DINO 5119. Credit: Brian Switek

To that end, paleontologists

Dave Hone and Dan Chure took a detailed look at the sauropod femur to suss out who was doing the eating, and how they were doing it. As it turns out, determining a theropod’s identity through the dino damage they left behind is no easy task.

Even though the teeth of Allosaurus, Ceratosaurus, and Torvosaurusall differ from each other in details like cross section and serrations, the offending theropod in this case didn’t leave any teeth in the sauropod bone itself. There are only the bite marks, and a variety of factors - from angle of the bite to differences in height between the tooth crowns - confound pinning the bite marks on a specific dinosaur. Allosaurus is most likely given its abundance, but, Hone and Chure write, “it is not possible to make a confident attribution to one of the candidate theropod genera here.”

Yet while who was doing the biting is unclear, how they were biting is more in focus. It follows a pattern seen in other places and times. 

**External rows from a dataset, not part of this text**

//! View controller: panels, the registration form state machine, and the
//! render helpers for the list and profile views.

use domain::registry::UserRegistry;
use domain::session::SessionManager;
use domain::validate;
use domain::{CoreError, IdGenerator, KeyValueStore, NewUser, UserId, UserRecord};

/// Navigation panels. Exactly one is active at a time.
#[derive(Clone, Copy, Debug, Default, PartialEq, Eq)]
pub enum Panel {
    #[default]
    Register,
    Users,
    Login,
}

impl Panel {
    pub fn parse(s: &str) -> Option<Self> {
        match s.to_lowercase().as_str() {
            "register" => Some(Self::Register),
            "users" => Some(Self::Users),
            "login" => Some(Self::Login),
            _ => None,
        }
    }

    pub fn title(&self) -> &'static str {
        match self {
            Self::Register => "Register",
            Self::Users => "Users",
            Self::Login => "Login",
        }
    }
}

/// Registration form mode. Submit branches on this; editing never swaps
/// the handler itself.
#[derive(Clone, Debug, Default, PartialEq, Eq)]
pub enum FormMode {
    #[default]
    Create,
    Editing(UserId),
}

/// Form fields as entered, confirmation line included. Retained across
/// failed submits so the user edits instead of retyping.
#[derive(Clone, Debug, Default, PartialEq, Eq)]
pub struct FormData {
    pub name: String,
    pub email: String,
    pub password: String,
    pub confirm_password: String,
    pub postal_code: String,
    pub street: String,
    pub district: String,
    pub city: String,
    pub state_code: String,
}

impl FormData {
    /// Pre-populate the form from a listed record, stored password included
    /// so it can be re-confirmed without retyping.
    pub fn from_record(u: &UserRecord) -> Self {
        Self {
            name: u.name.clone(),
            email: u.email.as_str().to_string(),
            password: u.password.clone(),
            confirm_password: u.password.clone(),
            postal_code: u.postal_code.clone(),
            street: u.street.clone().unwrap_or_default(),
            district: u.district.clone().unwrap_or_default(),
            city: u.city.clone().unwrap_or_default(),
            state_code: u.state_code.clone().unwrap_or_default(),
        }
    }

    fn into_new_user(self) -> NewUser {
        NewUser {
            name: self.name,
            email: self.email,
            password: self.password,
            postal_code: self.postal_code,
            street: opt(self.street),
            district: opt(self.district),
            city: opt(self.city),
            state_code: opt(self.state_code),
        }
    }
}

fn opt(s: String) -> Option<String> {
    if s.trim().is_empty() {
        None
    } else {
        Some(s)
    }
}

/// Successful submit outcome.
#[derive(Debug)]
pub enum Submitted {
    Created(UserRecord),
    Updated(UserRecord),
}

/// Holds panel and form state and dispatches submits to the registry and
/// session services.
pub struct Controller<S: KeyValueStore + Clone, I: IdGenerator> {
    pub registry: UserRegistry<S, I>,
    pub session: SessionManager<S>,
    panel: Panel,
    mode: FormMode,
    draft: FormData,
}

The feeding dinosaur wasn’t biting randomly. The bite marks, Hone and Chure write, are centered around where major muscle groups of the thigh attached. When fresh, this could have been a meaty prize, but the researchers note that the presence of bite marks at all - a rarity in deposits like these - might indicate that the carnivore was trying to detach the last available flesh from a bone that had mostly been denuded already. The big carnivores of the Morrison Formation might have been more like cats, in this way, preferentially feeding on soft parts only scraping bone when necessary. The bite marks on DINO 5119 might be signals of desperation.

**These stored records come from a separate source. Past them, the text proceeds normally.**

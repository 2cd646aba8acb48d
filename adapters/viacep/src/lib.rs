//! viacep — client for the ViaCEP postal-code lookup service.
//!
//! Purpose
//! - Map an 8-digit Brazilian postal code to a street address for form
//!   autofill.
//! - Codes are normalized locally (non-digit characters stripped, length
//!   checked) before any request goes out.
//! - A code the service does not know resolves to `Ok(None)`; callers treat
//!   every failure as non-blocking and leave the form fields unpopulated.
//!
//! API
//! - `ViaCepClient::lookup(raw)` → `Result<Option<Address>, LookupError>`
//! - `normalize_postal_code` / `format_postal_code` input-mask helpers.
//!
//! Notes
//! - No retry, no caching, no timeout beyond what `reqwest` provides.

use domain::Address;
use serde::Deserialize;
use tracing::debug;

const DEFAULT_BASE_URL: &str = "https://viacep.com.br/ws";

#[derive(Debug, thiserror::Error)]
pub enum LookupError {
    #[error("postal code must have exactly 8 digits")]
    InvalidPostalCode,
    #[error("lookup service returned status {0}")]
    Status(u16),
    #[error("network error: {0}")]
    Network(#[from] reqwest::Error),
    #[error("malformed lookup response")]
    Decode(#[source] serde_json::Error),
}

/// Response body of `GET {base}/{cep}/json/`. Field names are the service's
/// own; `erro` only appears for unknown codes.
#[derive(Debug, Deserialize)]
struct ViaCepBody {
    #[serde(default)]
    erro: Option<serde_json::Value>,
    #[serde(default)]
    logradouro: Option<String>,
    #[serde(default)]
    bairro: Option<String>,
    #[serde(default)]
    localidade: Option<String>,
    #[serde(default)]
    uf: Option<String>,
}

pub struct ViaCepClient {
    base_url: String,
    http: reqwest::Client,
}

impl ViaCepClient {
    pub fn new<S: Into<String>>(base_url: S) -> Self {
        Self {
            base_url: base_url.into().trim_end_matches('/').to_string(),
            http: reqwest::Client::new(),
        }
    }

    /// Client against the production endpoint.
    pub fn default_endpoint() -> Self {
        Self::new(DEFAULT_BASE_URL)
    }

    /// Look up the address for a postal code.
    ///
    /// `raw` may carry the input mask ("01310-100"); everything but digits
    /// is stripped first. Returns `Ok(None)` when the service does not know
    /// the code.
    pub async fn lookup(&self, raw: &str) -> Result<Option<Address>, LookupError> {
        let cep = normalize_postal_code(raw).ok_or(LookupError::InvalidPostalCode)?;
        let url = format!("{}/{}/json/", self.base_url, cep);
        debug!(%url, "postal code lookup");

        let resp = self.http.get(&url).send().await?;
        let status = resp.status();
        if !status.is_success() {
            return Err(LookupError::Status(status.as_u16()));
        }
        let body = resp.text().await?;
        parse_body(&body).map_err(LookupError::Decode)
    }
}

/// Decode a response body into an address, or `None` for the service's
/// "unknown code" marker.
fn parse_body(body: &str) -> Result<Option<Address>, serde_json::Error> {
    let parsed: ViaCepBody = serde_json::from_str(body)?;
    if is_error_marker(parsed.erro.as_ref()) {
        return Ok(None);
    }
    Ok(Some(Address {
        street: non_empty(parsed.logradouro),
        district: non_empty(parsed.bairro),
        city: non_empty(parsed.localidade),
        state_code: non_empty(parsed.uf),
    }))
}

// The service has emitted both `"erro": true` and `"erro": "true"`.
fn is_error_marker(v: Option<&serde_json::Value>) -> bool {
    match v {
        Some(serde_json::Value::Bool(b)) => *b,
        Some(serde_json::Value::String(s)) => s.eq_ignore_ascii_case("true"),
        _ => false,
    }
}

fn non_empty(v: Option<String>) -> Option<String> {
    v.filter(|s| !s.trim().is_empty())
}

/// Strip everything but digits; `Some` only for exactly 8 of them.
pub fn normalize_postal_code(raw: &str) -> Option<String> {
    let digits: String = raw.chars().filter(|c| c.is_ascii_digit()).collect();
    if digits.len() == 8 {
        Some(digits)
    } else {
        None
    }
}

/// Input mask: "01310100" → "01310-100". Shorter inputs come back as their
/// bare digits; anything past 8 digits is cut.
pub fn format_postal_code(raw: &str) -> String {
    let digits: String = raw.chars().filter(|c| c.is_ascii_digit()).take(8).collect();
    if digits.len() > 5 {
        format!("{}-{}", &digits[..5], &digits[5..])
    } else {
        digits
    }
}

The spacing and depth of the marks suggest that the feeding carnivore bit the femur at least twice, dragging its teeth through the outer layers of bone as it attempted to strip flesh off. This is unexpected for Allosaurus and its neighbors. Puncture-pull feeding - which is pretty much exactly what it sounds like - is a hallmark of the huge tyrannosaurs that would dominate western North America about 70 million years after the era of Allosaurus. The behavior wasn’t as common during Jurassic time, particularly because the big carnivores of the day hadn’t evolved the heavy-duty skulls that allowed the likes of Tyrannosaurus to pulverize bone so easily, but they still employed a similar method of stripping flesh close to the bone. 

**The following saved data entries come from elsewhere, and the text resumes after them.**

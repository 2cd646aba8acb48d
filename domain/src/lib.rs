//! Domain library for the user registry.
//!
//! This crate holds the domain types, ports (traits), error definitions and
//! the core services: the storage adapter, the user registry and the session
//! manager. Durable storage engines and the postal-code lookup transport
//! live in adapter crates.

use std::error::Error;
use std::fmt::{Display, Formatter};

use serde::{Deserialize, Serialize};

/// Opaque identifier of a user record, assigned once at registration and
/// never changed afterwards.
#[derive(Clone, Debug, PartialEq, Eq, PartialOrd, Ord, Hash, Serialize, Deserialize)]
#[serde(transparent)]
pub struct UserId(String);

impl UserId {
    pub fn new<S: Into<String>>(s: S) -> Result<Self, CoreError> {
        let val = s.into();
        if val.is_empty() {
            return Err(CoreError::EmptyField("id"));
        }
        Ok(Self(val))
    }

    pub fn as_str(&self) -> &str {
        &self.0
    }
}

/// Email address stored in normalized form: trimmed and lower-cased. The
/// normalized value is the registry's uniqueness key.
#[derive(Clone, Debug, PartialEq, Eq, PartialOrd, Ord, Hash, Serialize, Deserialize)]
#[serde(transparent)]
pub struct Email(String);

impl Email {
    /// Normalize and wrap an email. Only emptiness is rejected; format
    /// checks are out of scope for this registry.
    pub fn new<S: AsRef<str>>(s: S) -> Result<Self, CoreError> {
        let val = s.as_ref().trim().to_lowercase();
        if val.is_empty() {
            return Err(CoreError::EmptyField("email"));
        }
        Ok(Self(val))
    }

    pub fn as_str(&self) -> &str {
        &self.0
    }
}

/// Stored user record.
#[derive(Clone, Debug, PartialEq, Eq, Serialize, Deserialize)]
pub struct UserRecord {
    pub id: UserId,
    pub name: String,
    pub email: Email,
    /// Clear text; login compares byte-for-byte.
    pub password: String,
    #[serde(default)]
    pub postal_code: String,
    #[serde(default)]
    pub street: Option<String>,
    #[serde(default)]
    pub district: Option<String>,
    #[serde(default)]
    pub city: Option<String>,
    #[serde(default)]
    pub state_code: Option<String>,
}

/// Submitted form payload for registration and edit: every record field
/// except the id.
#[derive(Clone, Debug, Default, PartialEq, Eq)]
pub struct NewUser {
    pub name: String,
    pub email: String,
    pub password: String,
    pub postal_code: String,
    pub street: Option<String>,
    pub district: Option<String>,
    pub city: Option<String>,
    pub state_code: Option<String>,
}

/// Result of a postal-code lookup. Ephemeral: consumed to populate form
/// fields, never persisted.
#[derive(Clone, Debug, Default, PartialEq, Eq)]
pub struct Address {
    pub street: Option<String>,
    pub district: Option<String>,
    pub city: Option<String>,
    pub state_code: Option<String>,
}

/// Key-value store port. Implementations persist string blobs under fixed
/// keys; [`storage::Storage`] owns the JSON encoding on top of this.
pub trait KeyValueStore: Send + Sync {
    fn get(&self, key: &str) -> Result<Option<String>, StoreError>;
    fn set(&self, key: &str, value: &str) -> Result<(), StoreError>;
    fn remove(&self, key: &str) -> Result<(), StoreError>;
}

/// Id generator port; deterministic in tests, UUID v4 in production.
pub trait IdGenerator: Send + Sync {
    fn next_id(&self) -> UserId;
}

/// Default id generator backed by UUID v4.
#[derive(Clone, Copy, Debug, Default)]
pub struct UuidIds;

impl IdGenerator for UuidIds {
    fn next_id(&self) -> UserId {
        UserId(uuid::Uuid::new_v4().to_string())
    }
}

/// Failure reported by a [`KeyValueStore`] implementation.
#[derive(Clone, Debug, PartialEq, Eq)]
pub struct StoreError(pub String);

impl Display for StoreError {
    fn fmt(&self, f: &mut Formatter<'_>) -> std::fmt::Result {
        write!(f, "store error: {}", self.0)
    }
}

impl Error for StoreError {}

/// Core domain errors.
#[derive(Debug, PartialEq, Eq)]
pub enum CoreError {
    DuplicateEmail,
    NotFound,
    InvalidCredentials,
    PasswordMismatch,
    EmptyField(&'static str),
    Store(String),
}

impl Display for CoreError {
    fn fmt(&self, f: &mut Formatter<'_>) -> std::fmt::Result {
        match self {
            CoreError::DuplicateEmail => write!(f, "email already in use"),
            CoreError::NotFound => write!(f, "record not found"),
            CoreError::InvalidCredentials => write!(f, "invalid email or password"),
            CoreError::PasswordMismatch => write!(f, "passwords do not match"),
            CoreError::EmptyField(field) => write!(f, "{} must not be empty", field),
            CoreError::Store(msg) => write!(f, "store error: {}", msg),
        }
    }
}

impl Error for CoreError {}

impl From<StoreError> for CoreError {
    fn from(e: StoreError) -> Self {
        CoreError::Store(e.0)
    }
}

pub mod adapters;
pub mod registry;
pub mod session;
pub mod storage;
pub mod validate;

What runs beneath these discussions of tooth spacing and bite scrapes is that carnivorous dinosaurs were careful feeders. They didn’t indiscriminately mouth carcasses like some stop-motion aberration of 20th century dino cinema. The big predators of the Late Jurassic had jaws that were both powerful and precise, removing flesh in a dedicated and even delicate manner. This leaves us with a hazy image of Morrison Formation time that is nonetheless underscored by science. 

Imagine an Allosaurus stalking along a dried out floodplain, snuffling at desiccated bones and body parts scattered here and there - the remains of other dinosaurs that died in the intense seasonal drought. One isolated femur, dismembered from its original body, still has some rotten flesh hanging from the end. It’s hardly a mouthful, but, bracing the bone with its hind foot, the carnivore dips its head and drags its front teeth across the femur, scraping up bone and tattered flesh before repositioning to do so again. The Allosaurus will have to find more if its going to survive the height of the dry season, and so, the morsels only stoking the carnivore’s hunger, the dinosaur snorts and continues along in hopes of a fetid breeze that will lead it to something meatier.